+++ Source data +++
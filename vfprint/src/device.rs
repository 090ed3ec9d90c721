//! High-level device interface

use std::sync::Arc;
use std::time::Duration;

use tokio::sync::{watch, Mutex};
use tokio_util::sync::CancellationToken;
use tracing::{debug, info, trace};

use vfprint_core::{Action, DeviceErrorCode, Session, VirtualFrame};
use vfprint_transport::{Transport, UnixTransport};
use vfprint_types::{
    DeviceFeature, DeviceInfo, FingerStatusFlags, Image, MatchPayload, Print, ScanType,
};

use crate::config::DeviceConfig;
use crate::error::{Error, Result};
use crate::matcher::{GridMatcher, MatchEngine};

/// Progress of an enrollment, reported after every accepted capture
#[derive(Debug, Clone, Copy, PartialEq, Eq)]
pub struct EnrollProgress {
    /// 1-based index of the completed stage
    pub stage: u32,
    pub nr_stages: u32,
}

impl EnrollProgress {
    pub fn is_last(&self) -> bool {
        self.stage == self.nr_stages
    }
}

/// Result of [`Device::verify`]
#[derive(Debug, Clone)]
pub struct VerifyOutcome {
    pub matched: bool,
    /// The captured print, carrying the scanned image
    pub print: Print,
}

/// Result of [`Device::identify`]
#[derive(Debug, Clone)]
pub struct IdentifyOutcome {
    /// Index into the gallery of the first matching print
    pub matched: Option<usize>,
    /// The captured print, carrying the scanned image
    pub print: Print,
}

impl IdentifyOutcome {
    /// The matching print within the gallery passed to identify
    pub fn matched_in<'a>(&self, gallery: &'a [Print]) -> Option<&'a Print> {
        self.matched.and_then(|index| gallery.get(index))
    }
}

/// Virtual image fingerprint device
///
/// Cheap to clone; clones share the same session and channel. At most one
/// capture, enroll, verify or identify may run at a time. Each of these
/// takes a [`CancellationToken`]; cancelling it ends the operation with
/// [`Error::Cancelled`].
///
/// # Examples
///
/// ```no_run
/// use vfprint::{CancellationToken, Device, DeviceConfig};
///
/// #[tokio::main]
/// async fn main() -> vfprint::Result<()> {
///     let device = Device::new(DeviceConfig::from_env()?);
///
///     device.open().await?;
///     println!("Opened {}", device.info());
///
///     let image = device.capture(true, &CancellationToken::new()).await?;
///     println!("Captured {}x{}", image.width(), image.height());
///
///     device.close().await?;
///     Ok(())
/// }
/// ```
#[derive(Clone)]
pub struct Device {
    inner: Arc<DeviceInner>,
}

struct DeviceInner {
    info: DeviceInfo,
    session: Session,
    transport: Mutex<Box<dyn Transport>>,
    matcher: Arc<dyn MatchEngine>,
}

impl Device {
    /// Create a device talking to the simulated hardware over a Unix socket
    pub fn new(config: DeviceConfig) -> Self {
        let transport = UnixTransport::new(config.socket_path.clone())
            .with_connect_timeout(config.connect_timeout);
        Self::with_parts(
            config.device_info(),
            Box::new(transport),
            Arc::new(GridMatcher::new()),
        )
    }

    /// Create a device from `FP_VIRTUAL_IMAGE`
    pub fn from_env() -> Result<Self> {
        let config = DeviceConfig::from_env()?;
        config.validate()?;
        Ok(Self::new(config))
    }

    /// Create a device from explicit parts
    pub fn with_parts(
        info: DeviceInfo,
        transport: Box<dyn Transport>,
        matcher: Arc<dyn MatchEngine>,
    ) -> Self {
        Self {
            inner: Arc::new(DeviceInner {
                info,
                session: Session::new(),
                transport: Mutex::new(transport),
                matcher,
            }),
        }
    }

    pub fn info(&self) -> &DeviceInfo {
        &self.inner.info
    }

    pub fn driver(&self) -> &str {
        &self.inner.info.driver
    }

    pub fn device_id(&self) -> &str {
        &self.inner.info.device_id
    }

    pub fn name(&self) -> &str {
        &self.inner.info.name
    }

    pub fn features(&self) -> DeviceFeature {
        self.inner.info.features
    }

    pub fn has_feature(&self, feature: DeviceFeature) -> bool {
        self.inner.info.has_feature(feature)
    }

    pub fn nr_enroll_stages(&self) -> u32 {
        self.inner.info.nr_enroll_stages
    }

    pub fn scan_type(&self) -> ScanType {
        self.inner.info.scan_type
    }

    /// Current finger status
    pub fn finger_status(&self) -> FingerStatusFlags {
        self.inner.session.finger_status()
    }

    /// Receiver notified on every finger status change
    pub fn finger_status_watch(&self) -> watch::Receiver<FingerStatusFlags> {
        self.inner.session.subscribe()
    }

    /// Check if open
    pub fn is_open(&self) -> bool {
        self.inner.session.is_open()
    }

    /// The outstanding operation, if any
    pub fn action(&self) -> Action {
        self.inner.session.action()
    }

    /// Open the device
    ///
    /// # Errors
    ///
    /// - `AlreadyOpen` if the device is open
    /// - `Busy` while another operation is outstanding
    /// - `General` (with [`ChannelError::Unreachable`](crate::ChannelError)
    ///   as source) if the simulated hardware is not listening
    pub async fn open(&self) -> Result<()> {
        let _guard = self.inner.session.begin_open()?;

        info!("Opening {}...", self.inner.info);

        let mut transport = self.inner.transport.lock().await;
        transport.connect().await?;
        self.inner.session.set_open();

        info!("Opened {} via {}", self.inner.info, transport.remote_addr());
        Ok(())
    }

    /// Close the device
    ///
    /// Fails with `Busy` while an operation is outstanding, including one
    /// whose cancellation has been requested but not yet processed.
    pub async fn close(&self) -> Result<()> {
        let _guard = self.inner.session.begin_close()?;

        info!("Closing {}...", self.inner.info);

        let mut transport = self.inner.transport.lock().await;
        let result = transport.disconnect().await;
        self.inner.session.set_closed();
        result?;

        info!("Closed");
        Ok(())
    }

    /// Prepare for system suspend
    ///
    /// Allowed whether or not the device is open. An outstanding operation
    /// completes with `Busy` before this returns; until [`resume`](Self::resume)
    /// every open, close and capture-family call fails with `Busy`.
    /// Suspending twice is `Busy`.
    pub async fn suspend(&self) -> Result<()> {
        let outstanding = self.inner.session.suspend()?;
        info!("Suspending {}...", self.inner.info);

        if outstanding != Action::None {
            debug!("Abandoning {} for suspend", outstanding);
        }
        // The outstanding operation holds the channel until it has ended
        drop(self.inner.transport.lock().await);

        info!("Suspended");
        Ok(())
    }

    /// Resume after [`suspend`](Self::suspend); `Busy` if not suspended
    pub async fn resume(&self) -> Result<()> {
        self.inner.session.resume()?;
        info!("Resumed {}", self.inner.info);
        Ok(())
    }

    pub fn is_suspended(&self) -> bool {
        self.inner.session.is_suspended()
    }

    /// Wait until the finger status contains all of `flags`
    ///
    /// Returns the status that satisfied the wait. The timer is dropped on
    /// whichever path completes first.
    pub async fn wait_for_finger_status(
        &self,
        flags: FingerStatusFlags,
        timeout: Duration,
    ) -> Result<FingerStatusFlags> {
        let mut rx = self.inner.session.subscribe();
        let waited = tokio::time::timeout(timeout, async {
            rx.wait_for(|status| status.contains(flags))
                .await
                .map(|status| *status)
        })
        .await;

        match waited {
            Ok(Ok(status)) => Ok(status),
            Ok(Err(_)) => Err(Error::device(DeviceErrorCode::Removed)),
            Err(_) => Err(Error::Timeout {
                ms: u64::try_from(timeout.as_millis()).unwrap_or(u64::MAX),
            }),
        }
    }

    /// Capture one image
    ///
    /// Image devices only capture once a finger is present, so
    /// `wait_for_finger == false` is `NotSupported`.
    pub async fn capture(
        &self,
        wait_for_finger: bool,
        cancel: &CancellationToken,
    ) -> Result<Image> {
        let guard = self.begin(Action::Capture, DeviceFeature::CAPTURE, cancel)?;
        if !wait_for_finger {
            return Err(Error::device(DeviceErrorCode::NotSupported));
        }

        debug!("Capturing image...");

        let mut transport = self.inner.transport.lock().await;
        let image = self.await_image(transport.as_mut(), cancel).await?;
        drop(guard);

        debug!("Captured {:?}", image);
        Ok(image)
    }

    /// Enroll a print
    ///
    /// Runs [`nr_enroll_stages`](Self::nr_enroll_stages) captures, calling
    /// `on_progress` after each. The returned print keeps `template`'s
    /// metadata and carries no image.
    ///
    /// A `template` that already holds matching data is updated rather
    /// than replaced; this needs `UPDATE_PRINT` and a print from this
    /// device, otherwise it fails with `DataInvalid`.
    pub async fn enroll<F>(
        &self,
        template: Print,
        cancel: &CancellationToken,
        mut on_progress: F,
    ) -> Result<Print>
    where
        F: FnMut(EnrollProgress) + Send,
    {
        let guard = self.begin(Action::Enroll { stage: 1 }, DeviceFeature::empty(), cancel)?;

        let mut payload = template.payload().cloned();
        if payload.is_some() {
            if !self.has_feature(DeviceFeature::UPDATE_PRINT) {
                return Err(Error::device(DeviceErrorCode::DataInvalid));
            }
            if !template.compatible(&self.inner.info) {
                debug!(
                    "Refusing to update print from {}/{}",
                    template.driver(),
                    template.device_id()
                );
                return Err(Error::device(DeviceErrorCode::DataInvalid));
            }
        }

        let nr_stages = self.nr_enroll_stages();
        if nr_stages == 0 {
            return Err(Error::device(DeviceErrorCode::DataInvalid));
        }
        debug!(
            "Enrolling {} in {} stages{}...",
            template.finger(),
            nr_stages,
            if payload.is_some() { " (update)" } else { "" }
        );

        let mut transport = self.inner.transport.lock().await;
        for stage in 1..=nr_stages {
            self.inner.session.set_enroll_stage(stage)?;

            let image = self.await_image(transport.as_mut(), cancel).await?;
            payload = Some(self.inner.matcher.enroll_accumulate(payload.take(), &image)?);

            trace!("Enroll stage {}/{} accepted", stage, nr_stages);
            on_progress(EnrollProgress { stage, nr_stages });
        }
        drop(transport);
        drop(guard);

        let print = template
            .to_builder()
            .device(&self.inner.info)
            .image(None)
            .payload(payload)
            .build();

        debug!("Enrolled {}", print);
        Ok(print)
    }

    /// Capture once and compare against `template`
    pub async fn verify(
        &self,
        template: &Print,
        cancel: &CancellationToken,
    ) -> Result<VerifyOutcome> {
        let guard = self.begin(Action::Verify, DeviceFeature::VERIFY, cancel)?;
        let payload = template
            .payload()
            .ok_or_else(|| Error::device(DeviceErrorCode::DataInvalid))?;

        debug!("Verifying against {}...", template);

        let mut transport = self.inner.transport.lock().await;
        let image = self.await_image(transport.as_mut(), cancel).await?;
        let matched = self.inner.matcher.verify(payload, &image)?;
        drop(transport);
        drop(guard);

        debug!("Verify {}", if matched { "matched" } else { "did not match" });
        Ok(VerifyOutcome {
            matched,
            print: self.scanned_print(image),
        })
    }

    /// Capture once and search `gallery` in order
    pub async fn identify(
        &self,
        gallery: &[Print],
        cancel: &CancellationToken,
    ) -> Result<IdentifyOutcome> {
        let guard = self.begin(Action::Identify, DeviceFeature::IDENTIFY, cancel)?;
        let payloads = gallery
            .iter()
            .map(|print| print.payload().cloned())
            .collect::<Option<Vec<MatchPayload>>>()
            .ok_or_else(|| Error::device(DeviceErrorCode::DataInvalid))?;

        debug!("Identifying against {} prints...", payloads.len());

        let mut transport = self.inner.transport.lock().await;
        let image = self.await_image(transport.as_mut(), cancel).await?;
        let matched = self.inner.matcher.identify(&payloads, &image)?;
        drop(transport);
        drop(guard);

        debug!("Identify result: {:?}", matched);
        Ok(IdentifyOutcome {
            matched,
            print: self.scanned_print(image),
        })
    }

    // Helper methods

    /// Claim the session for a capture-family operation
    fn begin(
        &self,
        action: Action,
        feature: DeviceFeature,
        cancel: &CancellationToken,
    ) -> Result<vfprint_core::ActionGuard> {
        if cancel.is_cancelled() {
            return Err(Error::Cancelled);
        }

        let guard = self.inner.session.begin(action)?;
        if !feature.is_empty() && !self.has_feature(feature) {
            return Err(Error::device(DeviceErrorCode::NotSupported));
        }
        Ok(guard)
    }

    /// Wait for the next image, handling finger frames along the way
    async fn await_image(
        &self,
        transport: &mut dyn Transport,
        cancel: &CancellationToken,
    ) -> Result<Image> {
        let session = &self.inner.session;
        let mut suspended = session.subscribe_suspended();
        session.set_finger_needed(true);

        loop {
            let frame = tokio::select! {
                biased;
                _ = cancel.cancelled() => {
                    debug!("{} cancelled", session.action());
                    return Err(Error::Cancelled);
                }
                _ = async { let _ = suspended.wait_for(|flag| *flag).await; } => {
                    debug!("{} interrupted by suspend", session.action());
                    return Err(Error::device(DeviceErrorCode::Busy));
                }
                frame = transport.receive() => frame?,
            };

            match frame {
                VirtualFrame::Image(image) => {
                    if session.is_automatic() {
                        session.set_finger_present(true);
                        session.set_finger_present(false);
                    }
                    return Ok(image);
                }
                VirtualFrame::Retry(code) => {
                    debug!("Device requested retry: {}", code);
                    return Err(Error::Retry(code));
                }
                VirtualFrame::Error(code) => {
                    debug!("Device reported error: {}", code);
                    return Err(Error::device(code));
                }
                VirtualFrame::FingerAutomatic(enabled) => session.set_automatic(enabled),
                VirtualFrame::FingerReport(present) => session.set_finger_present(present),
            }
        }
    }

    fn scanned_print(&self, image: Image) -> Print {
        Print::builder(&self.inner.info).image(Some(image)).build()
    }
}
+++
**Work order:** The entries above hold the needed span. Transcribe exactly the lines from the one with "from explicit parts" to the one with "pub fn features(&self)", both included.

**Problem solution:**
    /// Create a device from explicit parts
    pub fn with_parts(
        info: DeviceInfo,
        transport: Box<dyn Transport>,
        matcher: Arc<dyn MatchEngine>,
    ) -> Self {
        Self {
            inner: Arc::new(DeviceInner {
                info,
                session: Session::new(),
                transport: Mutex::new(transport),
                matcher,
            }),
        }
    }

    pub fn info(&self) -> &DeviceInfo {
        &self.inner.info
    }

    pub fn driver(&self) -> &str {
        &self.inner.info.driver
    }

    pub fn device_id(&self) -> &str {
        &self.inner.info.device_id
    }

    pub fn name(&self) -> &str {
        &self.inner.info.name
    }

    pub fn features(&self) -> DeviceFeature {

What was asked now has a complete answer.